C'est une toute puissance que celle de pouvoir mettre fin à sa propre vie : Dieu lui-même ne le peut pas -il ne serait plus l'Eternel s'il le pouvait. Nous, nous le pouvons. Nous pouvons faire ce qu'Il ne peut faire, et sommes ainsi plus puissant que le Tout Puissant : "la vie dépend de la volonté d'autrui, la mort de la nôtre". C'est cette volonté que consacre le droit à être assisté dans son  suicide, même si, en Suisse, cette assistance n'accompagneaitr en 2020 que 1,8 % de toutes les morts enregistrées dans le pays, et même si elle s'accompagne de toute une série de conditions, de normes, l'autorisant, sans empêcher sa reconnaissance en principe par la société : tout droit individuel proclamé par le Droit positif est conditionnel...

Mon droit de me tuer atteste de mon droit de vivre : il faut être vivant pour pouvoir se tuer. D'une certaine manière, moins paradoxale qu'il y paraît, je me tue, donc je vis... Mais que vivais-je avant de me tuer ? je vivais sans doute comme on me disait qu'il fallait vivre : en étant aussi heureux, beau et fort que possible... mais si la plupart d'entre nous peuvent répondre à ces injonctions à vingt ou trente ans, quel sens ont-elles quand on en a quatre-vingt ? Ou cent ? Et que vaut l'injonction de "prendre soin de soi", quand on est malade ou handicapé ? et celles d'être autonome, efficace et mobile quand on dépend des soins des autres pour survivre ?

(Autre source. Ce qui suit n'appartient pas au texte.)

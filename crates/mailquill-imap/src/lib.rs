//! # mailquill-imap
//!
//! An IMAP client protocol engine built around a strict framing rule:
//! lines are read as lines, literals are read only when the caller asks
//! for them and says where the bytes go. On top of that sit a tagged
//! command correlator, a pluggable authentication negotiator, bulk
//! header retrieval, a rotating full-message file cache, and a
//! CRLF-normalizing APPEND encoder.
//!
//! ## Quick Start
//!
//! ```ignore
//! use mailquill_imap::{Account, Authenticator, Config, MessageCache, Session};
//! use mailquill_imap::handler::LoggingHandler;
//!
//! #[tokio::main]
//! async fn main() -> mailquill_imap::Result<()> {
//!     let config = Config::new("imap.example.com");
//!     let stream = config.open().await?;
//!     let mut session = Session::from_stream(stream).await?;
//!
//!     let mut handler = LoggingHandler;
//!     let account = Account::new("user@example.com", "imap.example.com");
//!     Authenticator::new(account)
//!         .with_credentials(Box::new(PasswordPrompt))
//!         .authenticate(&mut session, &mut handler)
//!         .await?;
//!
//!     session.run("SELECT INBOX", &mut handler).await?.into_result()?;
//!     let batch =
//!         mailquill_imap::fetch_headers(&mut session, &mut handler, 1, 50).await?;
//!     for record in batch.records() {
//!         println!("#{} {} bytes", record.seq, record.size.unwrap_or(0));
//!     }
//!
//!     let mut cache = MessageCache::with_default_slots("/tmp/mail");
//!     let id = mailquill_imap::MessageId::new(uidvalidity, batch.records()[0].seq);
//!     let msg = cache.fetch(&mut session, &mut handler, id).await?;
//!     println!("cached at {}", msg.path.display());
//!
//!     session.logout().await
//! }
//! ```
//!
//! ## Modules
//!
//! - [`connection`]: transport setup and framed I/O
//! - [`wire`]: response line classification
//! - [`session`]: tagged command correlation
//! - [`auth`]: mechanism negotiation (GSSAPI, CRAM-MD5, OAUTHBEARER,
//!   XOAUTH2, ANONYMOUS, generic SASL)
//! - [`fetch`]: bulk header batches and the message cache
//! - [`append`]: CRLF-normalized uploads
//! - [`handler`]: unsolicited response callbacks
//! - [`credentials`]: collaborator traits for secrets and contexts
//! - [`types`]: identifiers, capabilities, flags

#![warn(missing_docs)]
#![warn(clippy::all)]
#![warn(clippy::pedantic)]
#![forbid(unsafe_code)]

pub mod append;
pub mod auth;
pub mod connection;
pub mod credentials;
mod error;
pub mod fetch;
pub mod handler;
pub mod parser;
pub mod session;
pub mod types;
pub mod wire;

pub use append::append;
pub use auth::{Authenticator, MechanismKind};
pub use connection::{Config, ConfigBuilder, FramedStream, ImapStream, Security};
pub use credentials::{
    Account, ContextBuilder, ContextStep, CredentialSource, SaslClient, SaslFactory,
    SecurityContext, TokenSource,
};
pub use error::{Error, ProtocolError, Result};
pub use fetch::{
    CachedMessage, HeaderBatch, HeaderRecord, MessageCache, MessageHeaders, fetch_headers,
};
pub use handler::{CollectingHandler, LoggingHandler, MailboxHandler, NoopHandler};
pub use parser::{FetchFieldParser, FetchFields};
pub use session::{Completion, Session, Step, TagGenerator, UntaggedEvent};
pub use types::{Capabilities, MessageFlags, MessageId, SeqNum, Tag};
pub use wire::{LiteralMarker, ServerReply, Status};

/// IMAP protocol version this engine targets.
pub const IMAP_VERSION: &str = "IMAP4rev1";
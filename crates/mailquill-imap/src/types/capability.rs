//! Server capability set.

/// Capabilities advertised by the server, parsed once per connection.
///
/// The flags the engine actually branches on are pre-extracted as
/// booleans; the raw `AUTH=` mechanism names are kept verbatim for the
/// generic SASL path.
#[derive(Debug, Clone, Default, PartialEq, Eq)]
pub struct Capabilities {
    /// `IMAP4rev1` advertised.
    pub imap4rev1: bool,
    /// Legacy `IMAP4` advertised.
    pub imap4: bool,
    /// `LITERAL+` non-synchronizing literals.
    pub literal_plus: bool,
    /// `SASL-IR` initial-response on AUTHENTICATE.
    pub sasl_ir: bool,
    /// `UIDPLUS` extension.
    pub uidplus: bool,
    /// `IDLE` extension.
    pub idle: bool,
    /// `STARTTLS` offered.
    pub starttls: bool,
    /// `AUTH=` mechanism names, uppercased, in advertised order.
    pub auth: Vec<String>,
}

impl Capabilities {
    /// Parses a space-separated capability listing.
    ///
    /// Accepts either the payload of an untagged `* CAPABILITY ...`
    /// response or the bracketed `[CAPABILITY ...]` response code from a
    /// greeting; the caller strips the surrounding syntax.
    #[must_use]
    pub fn parse(listing: &str) -> Self {
        let mut caps = Self::default();
        for word in listing.split_ascii_whitespace() {
            let upper = word.to_ascii_uppercase();
            match upper.as_str() {
                "IMAP4REV1" => caps.imap4rev1 = true,
                "IMAP4" => caps.imap4 = true,
                "LITERAL+" => caps.literal_plus = true,
                "SASL-IR" => caps.sasl_ir = true,
                "UIDPLUS" => caps.uidplus = true,
                "IDLE" => caps.idle = true,
                "STARTTLS" => caps.starttls = true,
                _ => {
                    if let Some(mech) = upper.strip_prefix("AUTH=") {
                        caps.auth.push(mech.to_string());
                    }
                }
            }
        }
        caps
    }

    /// Whether a given `AUTH=` mechanism was advertised.
    #[must_use]
    pub fn supports_auth(&self, mechanism: &str) -> bool {
        self.auth.iter().any(|m| m == mechanism)
    }

    /// Whether the server speaks a protocol revision we understand.
    #[must_use]
    pub fn usable(&self) -> bool {
        self.imap4rev1 || self.imap4
    }
}

#[cfg(test)]
#[allow(
    clippy::unwrap_used,
    clippy::redundant_clone,
    clippy::manual_string_new,
    clippy::needless_collect,
    clippy::unreadable_literal,
    clippy::used_underscore_items,
    clippy::similar_names
)]
mod tests {
    use super::*;

    #[test]
    fn test_parse_typical_listing() {
        let caps =
            Capabilities::parse("IMAP4rev1 LITERAL+ SASL-IR AUTH=PLAIN AUTH=CRAM-MD5 IDLE");
        assert!(caps.imap4rev1);
        assert!(caps.literal_plus);
        assert!(caps.sasl_ir);
        assert!(caps.idle);
        assert!(!caps.uidplus);
        assert_eq!(caps.auth, vec!["PLAIN", "CRAM-MD5"]);
        assert!(caps.supports_auth("CRAM-MD5"));
        assert!(!caps.supports_auth("GSSAPI"));
    }

    #[test]
    fn test_parse_is_case_insensitive() {
        let caps = Capabilities::parse("imap4rev1 starttls auth=xoauth2");
        assert!(caps.imap4rev1);
        assert!(caps.starttls);
        assert!(caps.supports_auth("XOAUTH2"));
    }

    #[test]
    fn test_legacy_imap4_counts_as_usable() {
        let caps = Capabilities::parse("IMAP4 AUTH=ANONYMOUS");
        assert!(!caps.imap4rev1);
        assert!(caps.usable());
    }

    #[test]
    fn test_empty_listing_not_usable() {
        assert!(!Capabilities::parse("").usable());
    }
}
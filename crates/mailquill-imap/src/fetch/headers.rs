//! Bulk header retrieval.
//!
//! One FETCH per contiguous range, with every message's header section
//! landing in a single shared staging buffer; records carry offsets
//! into it instead of owning allocations. If the mailbox grows while
//! the batch is running (`* n EXISTS` mid-command), a tail command is
//! issued for just the new messages, so the caller always gets one
//! record per message that existed when the batch finished.

use std::collections::BTreeMap;

use bytes::{Bytes, BytesMut};
use chrono::{DateTime, FixedOffset};
use tokio::io::{AsyncRead, AsyncWrite};

use crate::error::ProtocolError;
use crate::handler::MailboxHandler;
use crate::parser::FetchFieldParser;
use crate::session::{Session, Step, UntaggedEvent};
use crate::types::MessageFlags;
use crate::{Error, Result};

/// Header fields requested for every message in a batch.
pub const HEADER_FIELDS: &str = "DATE FROM TO CC SUBJECT MESSAGE-ID";

/// Summary data for one message.
#[derive(Debug, Clone, PartialEq, Eq)]
pub struct HeaderRecord {
    /// Sequence number at batch time.
    pub seq: u32,
    /// UID, when the server volunteered one.
    pub uid: Option<u32>,
    /// Flags at batch time.
    pub flags: MessageFlags,
    /// Server-side arrival time.
    pub internal_date: Option<DateTime<FixedOffset>>,
    /// Full message size in bytes.
    pub size: Option<u32>,
    /// Offset of the header section in the batch staging buffer.
    pub header_offset: usize,
    /// Length of the header section.
    pub header_len: usize,
}

/// A completed header batch.
#[derive(Debug, Clone)]
pub struct HeaderBatch {
    staging: Bytes,
    records: Vec<HeaderRecord>,
}

impl HeaderBatch {
    /// Records in ascending sequence order, one per message.
    #[must_use]
    pub fn records(&self) -> &[HeaderRecord] {
        &self.records
    }

    /// Raw header bytes for a record.
    #[must_use]
    pub fn header_bytes(&self, record: &HeaderRecord) -> &[u8] {
        &self.staging[record.header_offset..record.header_offset + record.header_len]
    }
}

/// Fetches flags, dates, sizes, and header sections for `first..=last`.
///
/// The whole batch either succeeds or fails; no partial result is
/// returned. Mailbox growth observed mid-batch widens the batch (a
/// tail FETCH for the new messages only), and the handler still sees
/// every unsolicited event.
///
/// # Errors
///
/// Returns [`Error::Rejected`] when any FETCH in the batch is refused
/// and protocol or transport errors as usual.
pub async fn fetch_headers<S>(
    session: &mut Session<S>,
    handler: &mut dyn MailboxHandler,
    first: u32,
    last: u32,
) -> Result<HeaderBatch>
where
    S: AsyncRead + AsyncWrite + Unpin,
{
    if first == 0 || last < first {
        return Err(Error::Protocol(ProtocolError::Malformed(format!(
            "invalid header range {first}:{last}"
        ))));
    }

    let mut staging = BytesMut::new();
    let mut records: BTreeMap<u32, HeaderRecord> = BTreeMap::new();

    let mut range = (first, last);
    let mut batch_end = last;

    // Legacy IMAP4 servers predate BODY.PEEK.
    let header_item = if session.capabilities().imap4rev1 {
        format!("BODY.PEEK[HEADER.FIELDS ({HEADER_FIELDS})]")
    } else {
        format!("RFC822.HEADER.LINES ({HEADER_FIELDS})")
    };

    loop {
        let command = format!(
            "FETCH {}:{} (FLAGS INTERNALDATE RFC822.SIZE {header_item})",
            range.0, range.1
        );
        session.issue(&command).await?;
        tracing::debug!(first = range.0, last = range.1, "header batch issued");

        let mut grown_to: Option<u32> = None;

        loop {
            match session.step().await? {
                Step::Continuation(_) => {
                    return Err(Error::Protocol(ProtocolError::Malformed(
                        "unexpected continuation during FETCH".to_string(),
                    )));
                }
                Step::Untagged(UntaggedEvent::Exists(n)) => {
                    handler.on_exists(n);
                    if n > batch_end {
                        grown_to = Some(n);
                    }
                }
                Step::Untagged(UntaggedEvent::Fetch { seq, fields }) => {
                    let (parsed, header) =
                        read_record(session, &mut staging, &fields).await?;
                    if let Some((header_offset, header_len)) = header {
                        records.insert(
                            seq,
                            HeaderRecord {
                                seq,
                                uid: parsed.uid,
                                flags: parsed.flags.unwrap_or_default(),
                                internal_date: parsed.internal_date,
                                size: parsed.size,
                                header_offset,
                                header_len,
                            },
                        );
                    } else if let Some(flags) = parsed.flags {
                        // Flags-only update; refresh the record if the
                        // message is part of this batch.
                        if let Some(existing) = records.get_mut(&seq) {
                            existing.flags = flags;
                        }
                        handler.on_flags_changed(seq, flags);
                    }
                }
                Step::Untagged(event) => session.dispatch(event, handler).await?,
                Step::Done(completion) => {
                    completion.into_result()?;
                    break;
                }
            }
        }

        match grown_to {
            Some(n) => {
                tracing::debug!(from = batch_end + 1, to = n, "mailbox grew mid-batch");
                range = (batch_end + 1, n);
                batch_end = n;
            }
            None => break,
        }
    }

    Ok(HeaderBatch {
        staging: staging.freeze(),
        records: records.into_values().collect(),
    })
}

/// Parses one FETCH response, landing the header literal in `staging`.
///
/// The second element is the staged header's offset and length; absent
/// for flags-only responses, which are not batch records.
async fn read_record<S>(
    session: &mut Session<S>,
    staging: &mut BytesMut,
    fields: &str,
) -> Result<(crate::parser::FetchFields, Option<(usize, usize)>)>
where
    S: AsyncRead + AsyncWrite + Unpin,
{
    let mut parser = FetchFieldParser::new();
    let mut segment = fields.to_string();
    let mut header: Option<(usize, usize)> = None;

    loop {
        match parser.feed(&segment)? {
            Some(length) => {
                let offset = staging.len();
                let bytes = session.read_literal(length).await?;
                staging.extend_from_slice(&bytes);
                header = Some((offset, length));
                segment = session.read_segment().await?;
            }
            None => break,
        }
    }

    Ok((parser.finish()?, header))
}

#[cfg(test)]
#[allow(
    clippy::unwrap_used,
    clippy::redundant_clone,
    clippy::manual_string_new,
    clippy::needless_collect,
    clippy::unreadable_literal,
    clippy::used_underscore_items,
    clippy::similar_names
)]
mod tests {
    use super::*;
    use crate::handler::NoopHandler;
    use tokio_test::io::Builder;

    fn fetch_command(tag: &str, first: u32, last: u32) -> String {
        format!(
            "{tag} FETCH {first}:{last} (FLAGS INTERNALDATE RFC822.SIZE BODY.PEEK[HEADER.FIELDS ({HEADER_FIELDS})])\r\n"
        )
    }

    fn fetch_response(seq: u32, header: &str, size: u32) -> String {
        format!(
            "* {seq} FETCH (FLAGS (\\Seen) INTERNALDATE \"17-Jul-1996 02:44:25 -0700\" RFC822.SIZE {size} BODY[HEADER.FIELDS ({HEADER_FIELDS})] {{{}}}\r\n{header})\r\n",
            header.len()
        )
    }

    #[tokio::test]
    async fn test_two_message_batch() {
        let h1 = "Subject: first\r\n\r\n";
        let h2 = "Subject: second\r\n\r\n";
        let mock = Builder::new()
            .read(b"* OK [CAPABILITY IMAP4rev1] hi\r\n")
            .write(fetch_command("A0000", 1, 2).as_bytes())
            .read(fetch_response(1, h1, 100).as_bytes())
            .read(fetch_response(2, h2, 200).as_bytes())
            .read(b"A0000 OK FETCH completed\r\n")
            .build();

        let mut session = Session::from_stream(mock).await.unwrap();
        let batch = fetch_headers(&mut session, &mut NoopHandler, 1, 2)
            .await
            .unwrap();

        let records = batch.records();
        assert_eq!(records.len(), 2);
        assert_eq!(records[0].seq, 1);
        assert_eq!(records[1].seq, 2);
        assert_eq!(batch.header_bytes(&records[0]), h1.as_bytes());
        assert_eq!(batch.header_bytes(&records[1]), h2.as_bytes());
        assert_eq!(records[1].size, Some(200));
        assert!(records[0].flags.seen);
        assert!(records[0].internal_date.is_some());
    }

    #[tokio::test]
    async fn test_mid_batch_growth_issues_tail_fetch() {
        let headers: Vec<String> = (1..=6)
            .map(|n| format!("Subject: msg {n}\r\n\r\n"))
            .collect();

        let mut builder = Builder::new();
        builder
            .read(b"* OK [CAPABILITY IMAP4rev1] hi\r\n")
            .write(fetch_command("A0000", 1, 5).as_bytes())
            .read(fetch_response(1, &headers[0], 10).as_bytes())
            .read(fetch_response(2, &headers[1], 10).as_bytes())
            // New mail lands while the batch streams.
            .read(b"* 6 EXISTS\r\n")
            .read(fetch_response(3, &headers[2], 10).as_bytes())
            .read(fetch_response(4, &headers[3], 10).as_bytes())
            .read(fetch_response(5, &headers[4], 10).as_bytes())
            .read(b"A0000 OK FETCH completed\r\n")
            // Tail command covers only the new message.
            .write(fetch_command("A0001", 6, 6).as_bytes())
            .read(fetch_response(6, &headers[5], 10).as_bytes())
            .read(b"A0001 OK FETCH completed\r\n");
        let mock = builder.build();

        let mut session = Session::from_stream(mock).await.unwrap();
        let batch = fetch_headers(&mut session, &mut NoopHandler, 1, 5)
            .await
            .unwrap();

        let records = batch.records();
        assert_eq!(records.len(), 6);
        for (i, record) in records.iter().enumerate() {
            let n = u32::try_from(i).unwrap() + 1;
            assert_eq!(record.seq, n);
            assert_eq!(
                batch.header_bytes(record),
                format!("Subject: msg {n}\r\n\r\n").as_bytes()
            );
        }
    }

    #[tokio::test]
    async fn test_legacy_server_uses_rfc822_header_lines() {
        let h1 = "Subject: old server\r\n\r\n";
        let command = format!(
            "A0000 FETCH 1:1 (FLAGS INTERNALDATE RFC822.SIZE RFC822.HEADER.LINES ({HEADER_FIELDS}))\r\n"
        );
        let response = format!(
            "* 1 FETCH (FLAGS (\\Seen) RFC822.SIZE 90 RFC822.HEADER {{{}}}\r\n{h1})\r\n",
            h1.len()
        );
        let mock = Builder::new()
            .read(b"* OK [CAPABILITY IMAP4] hi\r\n")
            .write(command.as_bytes())
            .read(response.as_bytes())
            .read(b"A0000 OK FETCH completed\r\n")
            .build();

        let mut session = Session::from_stream(mock).await.unwrap();
        let batch = fetch_headers(&mut session, &mut NoopHandler, 1, 1)
            .await
            .unwrap();
        assert_eq!(batch.header_bytes(&batch.records()[0]), h1.as_bytes());
    }

    #[tokio::test]
    async fn test_rejection_returns_no_partial_batch() {
        let h1 = "Subject: first\r\n\r\n";
        let mock = Builder::new()
            .read(b"* OK [CAPABILITY IMAP4rev1] hi\r\n")
            .write(fetch_command("A0000", 1, 3).as_bytes())
            .read(fetch_response(1, h1, 100).as_bytes())
            .read(b"A0000 NO FETCH failed: mailbox gone\r\n")
            .build();

        let mut session = Session::from_stream(mock).await.unwrap();
        let err = fetch_headers(&mut session, &mut NoopHandler, 1, 3)
            .await
            .unwrap_err();
        assert!(matches!(err, Error::Rejected(m) if m.contains("mailbox gone")));
    }

    #[tokio::test]
    async fn test_invalid_range() {
        let mock = Builder::new()
            .read(b"* OK [CAPABILITY IMAP4rev1] hi\r\n")
            .build();
        let mut session = Session::from_stream(mock).await.unwrap();

        assert!(fetch_headers(&mut session, &mut NoopHandler, 0, 5)
            .await
            .is_err());
        assert!(fetch_headers(&mut session, &mut NoopHandler, 5, 2)
            .await
            .is_err());
    }

    #[tokio::test]
    async fn test_flags_only_fetch_is_not_a_record() {
        let h1 = "Subject: only\r\n\r\n";
        let mock = Builder::new()
            .read(b"* OK [CAPABILITY IMAP4rev1] hi\r\n")
            .write(fetch_command("A0000", 1, 1).as_bytes())
            .read(fetch_response(1, h1, 100).as_bytes())
            // Unsolicited flags change for some other message.
            .read(b"* 9 FETCH (FLAGS (\\Deleted))\r\n")
            .read(b"A0000 OK FETCH completed\r\n")
            .build();

        let mut session = Session::from_stream(mock).await.unwrap();
        let batch = fetch_headers(&mut session, &mut NoopHandler, 1, 1)
            .await
            .unwrap();
        assert_eq!(batch.records().len(), 1);
        assert_eq!(batch.records()[0].seq, 1);
    }
}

Un homme voulait mourir. Il avait demandé à l'association Exit de l'y aider. Elle avait accepté. Mais deux de ses frères l'en ont empêché, en saisissant la justice et en faisant suspendre (en attente d'un jugement) l'injection létale prévue. L'homme qui voulait mourir n'a pas attendu que la justice lui en donne le droit : il se l'est donné, et se l'est donnée, elle, lui-même. Seul, sans l'accompagnent d'Exit. Qu'est-ce que cela dit de notre rapport à la mort -à notre propre mort, et à la mort de celles et ceux dont on n'accepte pas la mort même s'ils ont choisi de se la donner, celles et ceux qu'on aime et qu'on aime vivants ? A qui appartient ma mort ? Si pour Camus la question du suicide était la seule question importante, c'est parce que cette question est celle qui pose le plus crûment, le plus clairement, la question de la liberté. La question du suicide est peut-être une question sociale, la réponse à cette question n'est que personnelle, individuelle, égoïste au sens philosophique du terme : elle est le geste qu'on fait ou ne fait pas pour se donner la mort. Ce n'est pas la société qui décide de vivre ou de mourir, c'est l'individu. L'avocat d'Exit a plaidé ce droit de chacun de décider de vivre ou de mourir : "nous ne sommes pas dans une société clanique où d'autres peuvent décider à notre place" si nous devons  continuer ou cesser de vivre. Il y a un droit de vivre, il y a un droit de mourir, et ce droit est irréductiblement personnel. Céline : «La vérité, c’est une agonie qui n’en finit pas. La vérité de ce monde c’est la mort. Il faut choisir, mourir ou mentir. Je n’ai jamais pu me tuer moi ». Et donc, dit Céline sans illusion sur lui-même, j'ai menti en ne me suicidant pas.

Ma mort est mon choix de vie. Un choix égoïste ? sans doute. Mais pas moins que le refus d'autrui de me le laisser, ce choix. "Tu n'as pas le droit de nous faire ça", ont dit ses frères à celui qui voulait mourir, et qui, eux, se donnent le droit de l'obliger à vivre quand il ne le voulait plus. Comme s'il leur appartenait. Ce n'est pas à lui qu'il n'avait pas le droit de "faire ça", c'était à eux. Où est l'égoïsme, alors, quand la vie d'un homme ou d'une femme devient la propriété d'autrui, fût-ce par amour ? On a le droit de "faire ça" (ou de ne pas le faire) de sa vie, pas de celle des autres. Parce que c'est notre vie. Et notre mort. A nous, et à personne d'autre. Et qu'il n'y a peut être que cela qui nous appartient vraiment : le choix de notre mort. C'est d'ailleurs un choix plus simple qu'il parait : comme nous l'enseigne le vieil Epicure, il n'y a que la mort des autres qui puisse nous importer -et même qui puisse, pour nous, exister : ma mort n'existe pas, puisque je ne puis la concevoir que si je suis vivant, et que si je puis la choisir, c'est que je ne suis pas mort : il faut être vivant pour concevoir qu'on puisse ne plus l'être. Je me tue, donc je suis.